:: Records shown ::
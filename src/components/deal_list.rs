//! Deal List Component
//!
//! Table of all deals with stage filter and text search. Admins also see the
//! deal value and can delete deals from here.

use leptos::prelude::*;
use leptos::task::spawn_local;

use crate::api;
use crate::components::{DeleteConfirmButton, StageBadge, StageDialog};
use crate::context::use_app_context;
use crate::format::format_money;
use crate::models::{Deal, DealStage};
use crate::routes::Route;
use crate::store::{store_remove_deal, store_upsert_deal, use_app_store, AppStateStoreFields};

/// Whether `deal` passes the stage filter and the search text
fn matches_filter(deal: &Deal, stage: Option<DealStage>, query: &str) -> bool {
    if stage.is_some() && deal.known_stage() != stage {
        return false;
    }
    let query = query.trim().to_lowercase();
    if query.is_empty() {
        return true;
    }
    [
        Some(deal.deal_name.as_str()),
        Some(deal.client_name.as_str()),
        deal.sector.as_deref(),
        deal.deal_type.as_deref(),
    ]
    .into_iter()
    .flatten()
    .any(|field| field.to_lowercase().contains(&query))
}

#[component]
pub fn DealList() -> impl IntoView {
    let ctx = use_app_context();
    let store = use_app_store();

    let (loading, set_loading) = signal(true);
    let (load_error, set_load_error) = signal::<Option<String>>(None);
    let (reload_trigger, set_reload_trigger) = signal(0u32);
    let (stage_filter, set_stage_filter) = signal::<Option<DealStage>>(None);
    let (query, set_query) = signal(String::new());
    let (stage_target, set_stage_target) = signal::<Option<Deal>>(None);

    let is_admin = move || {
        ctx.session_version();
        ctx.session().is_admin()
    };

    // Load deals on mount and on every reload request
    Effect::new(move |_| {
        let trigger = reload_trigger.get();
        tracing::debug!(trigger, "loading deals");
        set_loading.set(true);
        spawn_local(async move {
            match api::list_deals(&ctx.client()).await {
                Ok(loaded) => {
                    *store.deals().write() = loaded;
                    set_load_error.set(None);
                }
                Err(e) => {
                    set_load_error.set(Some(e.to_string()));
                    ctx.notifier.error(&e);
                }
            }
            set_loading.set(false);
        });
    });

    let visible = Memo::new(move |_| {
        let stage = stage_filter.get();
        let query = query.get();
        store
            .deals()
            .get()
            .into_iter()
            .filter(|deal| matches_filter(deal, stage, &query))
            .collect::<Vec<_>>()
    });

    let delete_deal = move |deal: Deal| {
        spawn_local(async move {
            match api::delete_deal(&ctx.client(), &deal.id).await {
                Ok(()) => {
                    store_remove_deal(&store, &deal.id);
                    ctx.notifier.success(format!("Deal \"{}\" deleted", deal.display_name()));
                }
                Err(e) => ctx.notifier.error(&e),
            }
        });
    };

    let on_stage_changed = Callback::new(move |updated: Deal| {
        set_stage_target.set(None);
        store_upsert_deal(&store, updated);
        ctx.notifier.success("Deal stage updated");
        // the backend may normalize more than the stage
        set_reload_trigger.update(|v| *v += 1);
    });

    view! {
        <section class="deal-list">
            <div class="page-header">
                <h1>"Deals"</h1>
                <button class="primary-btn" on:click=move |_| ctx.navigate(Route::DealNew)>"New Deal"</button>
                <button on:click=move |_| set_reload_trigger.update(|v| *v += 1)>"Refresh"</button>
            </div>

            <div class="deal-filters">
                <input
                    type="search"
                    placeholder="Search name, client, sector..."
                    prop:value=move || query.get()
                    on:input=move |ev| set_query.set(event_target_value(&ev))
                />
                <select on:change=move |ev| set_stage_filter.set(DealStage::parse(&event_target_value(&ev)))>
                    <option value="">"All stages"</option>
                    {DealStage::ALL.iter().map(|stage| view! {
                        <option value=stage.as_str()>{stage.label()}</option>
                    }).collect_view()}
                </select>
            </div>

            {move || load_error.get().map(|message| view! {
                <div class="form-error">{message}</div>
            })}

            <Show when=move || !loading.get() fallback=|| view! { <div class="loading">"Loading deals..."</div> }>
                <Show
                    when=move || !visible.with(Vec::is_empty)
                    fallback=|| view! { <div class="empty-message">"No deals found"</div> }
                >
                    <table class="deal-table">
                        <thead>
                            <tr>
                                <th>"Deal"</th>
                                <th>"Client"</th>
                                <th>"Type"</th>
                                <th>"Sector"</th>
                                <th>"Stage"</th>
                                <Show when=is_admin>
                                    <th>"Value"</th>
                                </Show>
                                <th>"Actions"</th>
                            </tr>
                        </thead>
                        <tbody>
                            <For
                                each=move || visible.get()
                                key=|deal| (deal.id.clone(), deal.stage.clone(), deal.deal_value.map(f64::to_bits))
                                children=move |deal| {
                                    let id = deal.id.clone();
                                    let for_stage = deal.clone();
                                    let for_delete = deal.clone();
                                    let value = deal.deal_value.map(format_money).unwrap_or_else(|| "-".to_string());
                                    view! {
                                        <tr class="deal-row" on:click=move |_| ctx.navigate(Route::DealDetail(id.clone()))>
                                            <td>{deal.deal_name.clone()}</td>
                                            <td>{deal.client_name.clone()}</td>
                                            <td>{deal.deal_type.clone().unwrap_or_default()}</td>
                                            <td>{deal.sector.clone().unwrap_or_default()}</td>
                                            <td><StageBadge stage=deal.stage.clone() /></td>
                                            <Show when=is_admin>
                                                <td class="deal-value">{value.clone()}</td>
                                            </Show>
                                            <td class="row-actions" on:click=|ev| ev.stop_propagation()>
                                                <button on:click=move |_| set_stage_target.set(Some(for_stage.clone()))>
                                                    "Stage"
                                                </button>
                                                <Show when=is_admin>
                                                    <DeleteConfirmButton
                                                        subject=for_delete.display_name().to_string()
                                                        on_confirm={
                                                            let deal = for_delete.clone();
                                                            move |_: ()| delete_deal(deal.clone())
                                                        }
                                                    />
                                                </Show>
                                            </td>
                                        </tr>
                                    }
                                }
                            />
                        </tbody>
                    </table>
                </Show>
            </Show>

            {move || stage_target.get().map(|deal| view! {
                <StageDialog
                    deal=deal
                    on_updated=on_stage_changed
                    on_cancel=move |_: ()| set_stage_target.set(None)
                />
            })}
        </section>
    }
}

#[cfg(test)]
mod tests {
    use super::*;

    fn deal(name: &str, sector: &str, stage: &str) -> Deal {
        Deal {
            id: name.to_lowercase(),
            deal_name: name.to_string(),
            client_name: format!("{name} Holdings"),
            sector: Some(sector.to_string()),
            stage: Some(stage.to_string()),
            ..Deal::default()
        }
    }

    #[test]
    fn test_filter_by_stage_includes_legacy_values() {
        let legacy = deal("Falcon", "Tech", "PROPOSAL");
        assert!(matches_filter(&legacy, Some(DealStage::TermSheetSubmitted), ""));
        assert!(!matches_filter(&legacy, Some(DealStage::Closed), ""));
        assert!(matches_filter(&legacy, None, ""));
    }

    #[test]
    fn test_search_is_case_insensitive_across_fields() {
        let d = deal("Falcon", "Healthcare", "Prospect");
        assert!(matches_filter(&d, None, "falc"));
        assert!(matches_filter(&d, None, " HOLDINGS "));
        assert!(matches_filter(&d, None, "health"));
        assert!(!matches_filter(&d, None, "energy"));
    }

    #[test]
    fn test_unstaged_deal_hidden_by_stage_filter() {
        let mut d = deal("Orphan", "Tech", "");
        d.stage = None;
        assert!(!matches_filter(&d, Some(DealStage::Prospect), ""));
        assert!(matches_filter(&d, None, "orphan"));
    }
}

:: Exercise goal ::
Starting with the first line above and ending with the line that holds "use crate::api;", restate each line word for word and add nothing else.

:: Finished task ::
filename src/components/deal_list.rs
//! Deal List Component
//!
//! Table of all deals with stage filter and text search. Admins also see the
//! deal value and can delete deals from here.

use leptos::prelude::*;
use leptos::task::spawn_local;

use crate::api;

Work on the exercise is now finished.